(Collected data)
------------

//! Container runtime: runs one container call end to end.
//!
//! The lifecycle is strictly ordered: network, image, create, start, then
//! output streaming concurrently with the exit wait. Teardown (stop, then
//! forced removal with volumes) runs on every path, including cancellation and
//! panics, with its own uncancelled token.

mod daemon;
mod docker;
mod error;
mod host_config;
mod run;

pub use daemon::{ContainerDaemon, ContainerSpec, LogStream, OutputSink};
pub use docker::DockerCli;
pub use error::{ContainerError, DaemonError};
pub use host_config::{HostConfig, PortBinding, parse_port_bindings};
pub use run::ContainerRuntime;
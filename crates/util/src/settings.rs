//! Engine settings for the opflow data and container layers.
//!
//! Settings come from three layers, later layers winning: built-in defaults, an
//! optional JSON file (`~/.config/opflow/settings.json` on most platforms, or the
//! path in `OPFLOW_SETTINGS_PATH`), and the `OPFLOW_DATA_DIR` environment
//! variable. A missing settings file is not an error.

use std::env;
use std::fs;
use std::path::{Component, Path, PathBuf};
use std::time::Duration;

use dirs_next::{config_dir, data_dir, home_dir};
use serde::{Deserialize, Serialize};
use thiserror::Error;
use tracing::debug;

/// Environment variable allowing callers to override the settings file path.
pub const SETTINGS_PATH_ENV: &str = "OPFLOW_SETTINGS_PATH";

/// Environment variable overriding the data directory.
pub const DATA_DIR_ENV: &str = "OPFLOW_DATA_DIR";

/// Default filename for the JSON payload.
pub const SETTINGS_FILE_NAME: &str = "settings.json";

/// Error surfaced when reading settings fails.
#[derive(Debug, Error)]
pub enum SettingsError {
    /// I/O failure other than a missing file.
    #[error("settings I/O error at {path}: {source}")]
    Io {
        path: PathBuf,
        #[source]
        source: std::io::Error,
    },
    /// The file exists but is not valid settings JSON.
    #[error("settings parse error at {path}: {source}")]
    Parse {
        path: PathBuf,
        #[source]
        source: serde_json::Error,
    },
}

/// Tunables shared by the resolver and the container runtime.
#[derive(Debug, Clone, Serialize, Deserialize, PartialEq, Eq)]
#[serde(default)]
pub struct EngineSettings {
    /// Root for everything the engine persists; the git cache lives under `ops/`.
    pub data_dir: PathBuf,
    /// User-defined container network every container joins.
    pub network_name: String,
    /// Prefix marking containers as engine-managed. External tools rely on it.
    pub container_name_prefix: String,
    /// Grace period given to a container to stop before it is force-removed.
    pub stop_timeout_secs: u64,
    /// Retry SSH authentication failures over HTTPS with helper-provided credentials.
    pub credential_fallback: bool,
}

impl Default for EngineSettings {
    fn default() -> Self {
        Self {
            data_dir: default_data_dir(),
            network_name: "opflow".to_string(),
            container_name_prefix: "opflow_".to_string(),
            stop_timeout_secs: 3,
            credential_fallback: false,
        }
    }
}

impl EngineSettings {
    /// Load settings from the default file location and environment.
    pub fn load() -> Result<Self, SettingsError> {
        Self::load_from(&default_settings_path())
    }

    /// Load settings from an explicit file, then apply environment overrides.
    pub fn load_from(path: &Path) -> Result<Self, SettingsError> {
        let mut settings = match fs::read_to_string(path) {
            Ok(data) => serde_json::from_str(&data).map_err(|source| SettingsError::Parse {
                path: path.to_path_buf(),
                source,
            })?,
            Err(error) if error.kind() == std::io::ErrorKind::NotFound => {
                debug!(path = %path.display(), "no settings file; using defaults");
                Self::default()
            }
            Err(source) => {
                return Err(SettingsError::Io {
                    path: path.to_path_buf(),
                    source,
                });
            }
        };

        if let Some(data_dir) = env_path(DATA_DIR_ENV) {
            settings.data_dir = data_dir;
        }
        Ok(settings)
    }

    /// Base path of the git package cache: `<data_dir>/ops`.
    pub fn ops_cache_dir(&self) -> PathBuf {
        self.data_dir.join("ops")
    }

    pub fn stop_timeout(&self) -> Duration {
        Duration::from_secs(self.stop_timeout_secs)
    }
}

fn default_settings_path() -> PathBuf {
    if let Some(path) = env_path(SETTINGS_PATH_ENV) {
        return path;
    }

    config_dir()
        .unwrap_or_else(|| PathBuf::from("."))
        .join("opflow")
        .join(SETTINGS_FILE_NAME)
}

fn default_data_dir() -> PathBuf {
    data_dir().unwrap_or_else(|| PathBuf::from(".")).join("opflow")
}

/// Path named by environment variable `key`; blank values count as unset.
fn env_path(key: &str) -> Option<PathBuf> {
    let value = env::var(key).ok()?;
    let value = value.trim();
    (!value.is_empty()).then(|| home_relative(Path::new(value)))
}

/// Replaces a leading `~` component with the user's home directory.
fn home_relative(path: &Path) -> PathBuf {
    let mut components = path.components();
    match (components.next(), home_dir()) {
        (Some(Component::Normal(first)), Some(home)) if first == "~" => {
            let rest = components.as_path();
            if rest.as_os_str().is_empty() { home } else { home.join(rest) }
        }
        _ => path.to_path_buf(),
    }
}

#[cfg(test)]
mod tests {
    use super::*;

    #[test]
    fn test_missing_file_yields_defaults() {
        let temp_dir = tempfile::tempdir().unwrap();
        let path = temp_dir.path().join("absent.json");

        let settings = temp_env::with_var_unset(DATA_DIR_ENV, || EngineSettings::load_from(&path)).unwrap();
        assert_eq!(settings, EngineSettings::default());
        assert_eq!(settings.stop_timeout(), Duration::from_secs(3));
    }

    #[test]
    fn test_file_values_override_defaults() {
        let temp_dir = tempfile::tempdir().unwrap();
        let path = temp_dir.path().join(SETTINGS_FILE_NAME);
        fs::write(&path, r#"{ "network_name": "ci-net", "stop_timeout_secs": 10 }"#).unwrap();

        let settings = temp_env::with_var_unset(DATA_DIR_ENV, || EngineSettings::load_from(&path)).unwrap();
        assert_eq!(settings.network_name, "ci-net");
        assert_eq!(settings.stop_timeout_secs, 10);
        assert_eq!(settings.container_name_prefix, "opflow_");
    }

    #[test]
    fn test_data_dir_env_wins_over_file() {
        let temp_dir = tempfile::tempdir().unwrap();
        let path = temp_dir.path().join(SETTINGS_FILE_NAME);
        fs::write(&path, r#"{ "data_dir": "/from/file" }"#).unwrap();

        let settings = temp_env::with_var(DATA_DIR_ENV, Some("/from/env"), || EngineSettings::load_from(&path)).unwrap();
        assert_eq!(settings.data_dir, PathBuf::from("/from/env"));
        assert_eq!(settings.ops_cache_dir(), PathBuf::from("/from/env/ops"));
    }

    #[test]
    fn test_invalid_json_is_a_parse_error() {
        let temp_dir = tempfile::tempdir().unwrap();
        let path = temp_dir.path().join(SETTINGS_FILE_NAME);
        fs::write(&path, "{ not json").unwrap();

        let error = EngineSettings::load_from(&path).unwrap_err();
        assert!(matches!(error, SettingsError::Parse { .. }));
    }

    #[test]
    fn test_env_paths_are_trimmed_and_blank_means_unset() {
        let path = temp_env::with_var(DATA_DIR_ENV, Some("  /var/lib/opflow \n"), || env_path(DATA_DIR_ENV));
        assert_eq!(path, Some(PathBuf::from("/var/lib/opflow")));

        let path = temp_env::with_var(DATA_DIR_ENV, Some("   "), || env_path(DATA_DIR_ENV));
        assert_eq!(path, None);
    }

    #[test]
    fn test_leading_tilde_component_expands_to_home() {
        let Some(home) = home_dir() else {
            return;
        };
        assert_eq!(home_relative(Path::new("~")), home);
        assert_eq!(home_relative(Path::new("~/opflow/data")), home.join("opflow/data"));
        assert_eq!(home_relative(Path::new("~opflow/data")), PathBuf::from("~opflow/data"));
        assert_eq!(home_relative(Path::new("/srv/~/data")), PathBuf::from("/srv/~/data"));
    }
}
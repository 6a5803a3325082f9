//! Filesystem provider: absolute references, workspace directories, and caches.

use std::path::{Path, PathBuf};
use std::sync::Arc;

use async_trait::async_trait;
use opflow_types::EventSender;
use tokio::fs;
use tokio_util::sync::CancellationToken;
use tracing::debug;

use super::{DataError, DataHandle, PathHandle, Provider};

/// Resolves references that already exist on local disk.
///
/// Absolute references are checked as-is. Relative references are probed under
/// each base path in order; the first existing match wins.
#[derive(Debug, Clone, Default)]
pub struct FsProvider {
    base_paths: Vec<PathBuf>,
}

impl FsProvider {
    pub fn new<I, P>(base_paths: I) -> Self
    where
        I: IntoIterator<Item = P>,
        P: Into<PathBuf>,
    {
        Self {
            base_paths: base_paths.into_iter().map(Into::into).collect(),
        }
    }

    pub fn base_paths(&self) -> &[PathBuf] {
        &self.base_paths
    }
}

#[async_trait]
impl Provider for FsProvider {
    fn label(&self) -> &str {
        "filesystem"
    }

    async fn try_resolve(
        &self,
        _cancel: &CancellationToken,
        _events: &EventSender,
        _call_id: &str,
        data_ref: &str,
    ) -> Result<Option<Arc<dyn DataHandle>>, DataError> {
        if Path::new(data_ref).is_absolute() {
            return Ok(probe(Path::new(data_ref))
                .await?
                .then(|| Arc::new(PathHandle::new(data_ref, data_ref)) as Arc<dyn DataHandle>));
        }

        for base_path in &self.base_paths {
            let candidate = base_path.join(data_ref);
            if probe(&candidate).await? {
                debug!(data_ref = %data_ref, path = %candidate.display(), "filesystem hit");
                return Ok(Some(Arc::new(PathHandle::new(candidate, data_ref))));
            }
        }
        Ok(None)
    }

    fn errors_are_misses(&self) -> bool {
        true
    }
}

async fn probe(path: &Path) -> Result<bool, DataError> {
    match fs::metadata(path).await {
        Ok(_) => Ok(true),
        Err(error) if error.kind() == std::io::ErrorKind::NotFound => Ok(false),
        Err(error) => Err(DataError::io(path, &error)),
    }
}
//! Package resolution: handles, providers, and the resolver that chains them.
//!
//! Modules:
//! - `reference`: `name#version` parsing
//! - `handle`: path-backed data handle
//! - `fs`: filesystem provider (workspace and cache lookup)
//! - `git`: git provider with a read-through cache and fetch deduplication
//! - `node`: peer-node provider and node-backed handle
//! - `resolver`: ordered provider chain

mod error;
mod fs;
mod git;
mod handle;
mod node;
mod reference;
mod resolver;

pub use error::DataError;
pub use fs::FsProvider;
pub use git::{CloneRequest, GitCli, GitProvider, GitRemote, GitTransport, RemoteError, classify_clone_failure};
pub use handle::PathHandle;
pub use node::{Node, NodeHandle, NodeProvider};
pub use reference::{PackageRef, ReferenceError, VERSION_SEPARATOR};
pub use resolver::DataResolver;

use std::fmt;
use std::path::Path;
use std::sync::Arc;

use async_trait::async_trait;
use opflow_types::{DirEntry, EventSender};
use tokio::io::{AsyncRead, AsyncSeek};
use tokio_util::sync::CancellationToken;

/// Readable, seekable package content. Dropping it closes the underlying source.
pub trait ContentReader: AsyncRead + AsyncSeek + Send + Unpin {}

impl<T> ContentReader for T where T: AsyncRead + AsyncSeek + Send + Unpin {}

/// Owned content stream returned by [`DataHandle::get_content`].
pub type ContentStream = Box<dyn ContentReader>;

/// Capability for reading resolved package content.
#[async_trait]
pub trait DataHandle: Send + Sync + fmt::Debug {
    /// Local directory holding the package, when it lives on this machine.
    fn path(&self) -> Option<&Path>;

    /// The reference this handle was resolved from.
    fn reference(&self) -> &str;

    /// Open a single file, addressed relative to the package root.
    async fn get_content(
        &self,
        cancel: &CancellationToken,
        events: &EventSender,
        call_id: &str,
        content_path: &str,
    ) -> Result<ContentStream, DataError>;

    /// Recursively list the package's content, ordered by path.
    async fn list_descendants(&self, cancel: &CancellationToken, events: &EventSender, call_id: &str) -> Result<Vec<DirEntry>, DataError>;
}

/// A strategy for turning a package reference into a [`DataHandle`].
///
/// `Ok(None)` means "not here" and lets the resolver try the next provider.
/// Implementations are shared across concurrent resolutions.
#[async_trait]
pub trait Provider: Send + Sync {
    fn label(&self) -> &str;

    async fn try_resolve(
        &self,
        cancel: &CancellationToken,
        events: &EventSender,
        call_id: &str,
        data_ref: &str,
    ) -> Result<Option<Arc<dyn DataHandle>>, DataError>;

    /// Whether the resolver should treat this provider's errors as misses.
    ///
    /// True for local lookups, so broken local state never blocks a remote source.
    fn errors_are_misses(&self) -> bool {
        false
    }
}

------------

* **What you have to do**: Copy, please, every line from the start of the entries down to the line that holds "built-in defaults, an", with both of those lines included and no others.

* **Written solution**:
//! Container runtime: runs one container call end to end.
//!
//! The lifecycle is strictly ordered: network, image, create, start, then
//! output streaming concurrently with the exit wait. Teardown (stop, then
//! forced removal with volumes) runs on every path, including cancellation and
//! panics, with its own uncancelled token.

mod daemon;
mod docker;
mod error;
mod host_config;
mod run;

pub use daemon::{ContainerDaemon, ContainerSpec, LogStream, OutputSink};
pub use docker::DockerCli;
pub use error::{ContainerError, DaemonError};
pub use host_config::{HostConfig, PortBinding, parse_port_bindings};
pub use run::ContainerRuntime;
filename crates/util/src/settings.rs
//! Engine settings for the opflow data and container layers.
//!
//! Settings come from three layers, later layers winning: built-in defaults, an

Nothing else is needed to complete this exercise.